TASK TO CARRY OUT ▸
Repeat each entry verbatim.

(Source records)
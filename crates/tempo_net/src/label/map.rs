//! A compact mapping `Label → Weight`.
//!
//! The compaction invariant: no entry is dominated by another one. An
//! entry `(ℓ, v)` is dominated by `(ℓ₁, v₁)` when `ℓ` subsumes `ℓ₁` and
//! `v₁ ≤ v`: in every scenario where `ℓ` applies, `ℓ₁` applies too and
//! already enforces a bound at least as strong.

use super::Label;
use alloc::collections::BTreeMap;
use alloc::vec::Vec;
use core::fmt;
use tempo_core::Weight;

/// Map from labels to weights, kept compact under label subsumption
///
/// Iteration is in label order, which is the canonical order for
/// reproducible rule application.
#[derive(Clone, PartialEq, Eq, Default)]
pub struct LabeledWeights {
    map: BTreeMap<Label, Weight>,
}

impl LabeledWeights {
    /// Creates an empty map
    pub const fn new() -> Self {
        Self {
            map: BTreeMap::new(),
        }
    }

    /// Creates a map holding a single pair
    pub fn singleton(label: Label, value: Weight) -> Self {
        let mut map = Self::new();
        map.put(label, value);
        map
    }

    /// Returns `true` when the map holds no pair
    pub fn is_empty(&self) -> bool {
        self.map.is_empty()
    }

    /// Number of pairs in the map
    pub fn len(&self) -> usize {
        self.map.len()
    }

    /// The weight stored for exactly `label`, if any
    pub fn get(&self, label: &Label) -> Option<Weight> {
        self.map.get(label).copied()
    }

    /// The smallest weight over all pairs, or `None` when empty
    pub fn min_value(&self) -> Option<Weight> {
        self.map.values().copied().min()
    }

    /// The smallest weight among pairs whose label is subsumed by
    /// `scenario` (i.e. the bound in force in that scenario)
    pub fn min_value_subsumed_by(&self, scenario: &Label) -> Option<Weight> {
        self.map
            .iter()
            .filter(|(l, _)| scenario.subsumes(l))
            .map(|(_, v)| *v)
            .min()
    }

    /// Inserts `(label, value)` unless a dominating pair is present;
    /// removes every pair the new one dominates
    ///
    /// Returns `true` when the map changed.
    pub fn put(&mut self, label: Label, value: Weight) -> bool {
        if value == tempo_core::INF {
            return false;
        }
        if self
            .map
            .iter()
            .any(|(l, v)| label.subsumes(l) && *v <= value)
        {
            return false;
        }
        let dominated: Vec<Label> = self
            .map
            .iter()
            .filter(|(l, v)| l.subsumes(&label) && value <= **v)
            .map(|(l, _)| *l)
            .collect();
        for l in dominated {
            self.map.remove(&l);
        }
        self.map.insert(label, value);
        true
    }

    /// Applies [`put`](Self::put) for every pair of `other`
    ///
    /// Returns `true` when any pair was inserted.
    pub fn merge(&mut self, other: &Self) -> bool {
        let mut changed = false;
        for (l, v) in other.iter() {
            changed |= self.put(l, v);
        }
        changed
    }

    /// Removes the pair with exactly `label`, returning its weight
    pub fn remove(&mut self, label: &Label) -> Option<Weight> {
        self.map.remove(label)
    }

    /// Iterates pairs in label order
    pub fn iter(&self) -> impl Iterator<Item = (Label, Weight)> + '_ {
        self.map.iter().map(|(l, v)| (*l, *v))
    }

    /// Retains only the pairs for which `keep` returns `true`
    pub fn retain(&mut self, mut keep: impl FnMut(&Label, Weight) -> bool) {
        self.map.retain(|l, v| keep(l, *v));
    }
}

impl fmt::Display for LabeledWeights {
    fn fmt(&self, f: &mut fmt::Formatter<'_>) -> fmt::Result {
        write!(f, "{{")?;
        for (l, v) in self.iter() {
            write!(f, " ({v}, {l})")?;
        }
        write!(f, " }}")
    }
}

impl fmt::Debug for LabeledWeights {
    fn fmt(&self, f: &mut fmt::Formatter<'_>) -> fmt::Result {
        fmt::Display::fmt(self, f)
    }
}

impl FromIterator<(Label, Weight)> for LabeledWeights {
    fn from_iter<T: IntoIterator<Item = (Label, Weight)>>(iter: T) -> Self {
        let mut map = Self::new();
        for (l, v) in iter {
            map.put(l, v);
        }
        map
    }
}


#[cfg(test)]
mod tests {
    use super::*;
    use crate::label::tests_support::label;
    use tempo_core::NEG_INF;

    #[test]
    fn dominated_pair_is_rejected() {
        let mut m = LabeledWeights::new();
        assert!(m.put(Label::empty(), 3));
        // (a, 5): in every `a` scenario, ⊤ already enforces 3
        assert!(!m.put(label("a"), 5));
        assert_eq!(m.len(), 1);
    }

    #[test]
    fn dominating_pair_evicts() {
        let mut m = LabeledWeights::new();
        assert!(m.put(label("a¬b"), 7));
        assert!(m.put(label("a"), 2));
        assert_eq!(m.len(), 1);
        assert_eq!(m.get(&label("a")), Some(2));
    }

    #[test]
    fn incomparable_labels_coexist() {
        let mut m = LabeledWeights::new();
        assert!(m.put(label("a"), 1));
        assert!(m.put(label("¬a"), 1));
        assert!(m.put(label("b"), 0));
        assert_eq!(m.len(), 3);
    }

    #[test]
    fn tighter_value_replaces_same_label() {
        let mut m = LabeledWeights::new();
        m.put(label("a"), 4);
        assert!(m.put(label("a"), 1));
        assert!(!m.put(label("a"), 4));
        assert_eq!(m.get(&label("a")), Some(1));
        assert_eq!(m.len(), 1);
    }

    #[test]
    fn neg_inf_dominates_everything_under_its_label() {
        let mut m = LabeledWeights::new();
        m.put(label("¿a"), -3);
        assert!(m.put(label("¿a"), NEG_INF));
        assert!(!m.put(label("¿ab"), -100));
        assert_eq!(m.min_value(), Some(NEG_INF));
    }

    #[test]
    fn scenario_lookup_picks_applicable_minimum() {
        let m: LabeledWeights = [
            (Label::empty(), 10),
            (label("a"), 5),
            (label("¬a"), 7),
            (label("ab"), 2),
        ]
        .into_iter()
        .collect();
        assert_eq!(m.min_value_subsumed_by(&label("ab")), Some(2));
        assert_eq!(m.min_value_subsumed_by(&label("a¬b")), Some(5));
        assert_eq!(m.min_value_subsumed_by(&label("¬a")), Some(7));
        assert_eq!(m.min_value_subsumed_by(&Label::empty()), Some(10));
    }
}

WORKED SOLUTION ▸
filename crates/tempo_net/src/label/map.rs
//! A compact mapping `Label → Weight`.
//!
//! The compaction invariant: no entry is dominated by another one. An
//! entry `(ℓ, v)` is dominated by `(ℓ₁, v₁)` when `ℓ` subsumes `ℓ₁` and
//! `v₁ ≤ v`: in every scenario where `ℓ` applies, `ℓ₁` applies too and
//! already enforces a bound at least as strong.

use super::Label;
use alloc::collections::BTreeMap;
use alloc::vec::Vec;
use core::fmt;
use tempo_core::Weight;

/// Map from labels to weights, kept compact under label subsumption
///
/// Iteration is in label order, which is the canonical order for
/// reproducible rule application.
#[derive(Clone, PartialEq, Eq, Default)]
pub struct LabeledWeights {
    map: BTreeMap<Label, Weight>,
}

impl LabeledWeights {
    /// Creates an empty map
    pub const fn new() -> Self {
        Self {
            map: BTreeMap::new(),
        }
    }

    /// Creates a map holding a single pair
    pub fn singleton(label: Label, value: Weight) -> Self {
        let mut map = Self::new();
        map.put(label, value);
        map
    }

    /// Returns `true` when the map holds no pair
    pub fn is_empty(&self) -> bool {
        self.map.is_empty()
    }

    /// Number of pairs in the map
    pub fn len(&self) -> usize {
        self.map.len()
    }

    /// The weight stored for exactly `label`, if any
    pub fn get(&self, label: &Label) -> Option<Weight> {
        self.map.get(label).copied()
    }

    /// The smallest weight over all pairs, or `None` when empty
    pub fn min_value(&self) -> Option<Weight> {
        self.map.values().copied().min()
    }

    /// The smallest weight among pairs whose label is subsumed by
    /// `scenario` (i.e. the bound in force in that scenario)
    pub fn min_value_subsumed_by(&self, scenario: &Label) -> Option<Weight> {
        self.map
            .iter()
            .filter(|(l, _)| scenario.subsumes(l))
            .map(|(_, v)| *v)
            .min()
    }

    /// Inserts `(label, value)` unless a dominating pair is present;
    /// removes every pair the new one dominates
    ///
    /// Returns `true` when the map changed.
    pub fn put(&mut self, label: Label, value: Weight) -> bool {
        if value == tempo_core::INF {
            return false;
        }
        if self
            .map
            .iter()
            .any(|(l, v)| label.subsumes(l) && *v <= value)
        {
            return false;
        }
        let dominated: Vec<Label> = self
            .map
            .iter()
            .filter(|(l, v)| l.subsumes(&label) && value <= **v)
            .map(|(l, _)| *l)
            .collect();
        for l in dominated {
            self.map.remove(&l);
        }
        self.map.insert(label, value);
        true
    }

    /// Applies [`put`](Self::put) for every pair of `other`
    ///
    /// Returns `true` when any pair was inserted.
    pub fn merge(&mut self, other: &Self) -> bool {
        let mut changed = false;
        for (l, v) in other.iter() {
            changed |= self.put(l, v);
        }
        changed
    }

    /// Removes the pair with exactly `label`, returning its weight
    pub fn remove(&mut self, label: &Label) -> Option<Weight> {
        self.map.remove(label)
    }

    /// Iterates pairs in label order
    pub fn iter(&self) -> impl Iterator<Item = (Label, Weight)> + '_ {
        self.map.iter().map(|(l, v)| (*l, *v))
    }

    /// Retains only the pairs for which `keep` returns `true`
    pub fn retain(&mut self, mut keep: impl FnMut(&Label, Weight) -> bool) {
        self.map.retain(|l, v| keep(l, *v));
    }
}

impl fmt::Display for LabeledWeights {
    fn fmt(&self, f: &mut fmt::Formatter<'_>) -> fmt::Result {
        write!(f, "{{")?;
        for (l, v) in self.iter() {
            write!(f, " ({v}, {l})")?;
        }
        write!(f, " }}")
    }
}

impl fmt::Debug for LabeledWeights {
    fn fmt(&self, f: &mut fmt::Formatter<'_>) -> fmt::Result {
        fmt::Display::fmt(self, f)
    }
}

impl FromIterator<(Label, Weight)> for LabeledWeights {
    fn from_iter<T: IntoIterator<Item = (Label, Weight)>>(iter: T) -> Self {
        let mut map = Self::new();
        for (l, v) in iter {
            map.put(l, v);
        }
        map
    }
}


#[cfg(test)]
mod tests {
    use super::*;
    use crate::label::tests_support::label;
    use tempo_core::NEG_INF;

    #[test]
    fn dominated_pair_is_rejected() {
        let mut m = LabeledWeights::new();
        assert!(m.put(Label::empty(), 3));
        // (a, 5): in every `a` scenario, ⊤ already enforces 3
        assert!(!m.put(label("a"), 5));
        assert_eq!(m.len(), 1);
    }

    #[test]
    fn dominating_pair_evicts() {
        let mut m = LabeledWeights::new();
        assert!(m.put(label("a¬b"), 7));
        assert!(m.put(label("a"), 2));
        assert_eq!(m.len(), 1);
        assert_eq!(m.get(&label("a")), Some(2));
    }

    #[test]
    fn incomparable_labels_coexist() {
        let mut m = LabeledWeights::new();
        assert!(m.put(label("a"), 1));
        assert!(m.put(label("¬a"), 1));
        assert!(m.put(label("b"), 0));
        assert_eq!(m.len(), 3);
    }

    #[test]
    fn tighter_value_replaces_same_label() {
        let mut m = LabeledWeights::new();
        m.put(label("a"), 4);
        assert!(m.put(label("a"), 1));
        assert!(!m.put(label("a"), 4));
        assert_eq!(m.get(&label("a")), Some(1));
        assert_eq!(m.len(), 1);
    }

    #[test]
    fn neg_inf_dominates_everything_under_its_label() {
        let mut m = LabeledWeights::new();
        m.put(label("¿a"), -3);
        assert!(m.put(label("¿a"), NEG_INF));
        assert!(!m.put(label("¿ab"), -100));
        assert_eq!(m.min_value(), Some(NEG_INF));
    }

    #[test]
    fn scenario_lookup_picks_applicable_minimum() {
        let m: LabeledWeights = [
            (Label::empty(), 10),
            (label("a"), 5),
            (label("¬a"), 7),
            (label("ab"), 2),
        ]
        .into_iter()
        .collect();
        assert_eq!(m.min_value_subsumed_by(&label("ab")), Some(2));
        assert_eq!(m.min_value_subsumed_by(&label("a¬b")), Some(5));
        assert_eq!(m.min_value_subsumed_by(&label("¬a")), Some(7));
        assert_eq!(m.min_value_subsumed_by(&Label::empty()), Some(10));
    }
}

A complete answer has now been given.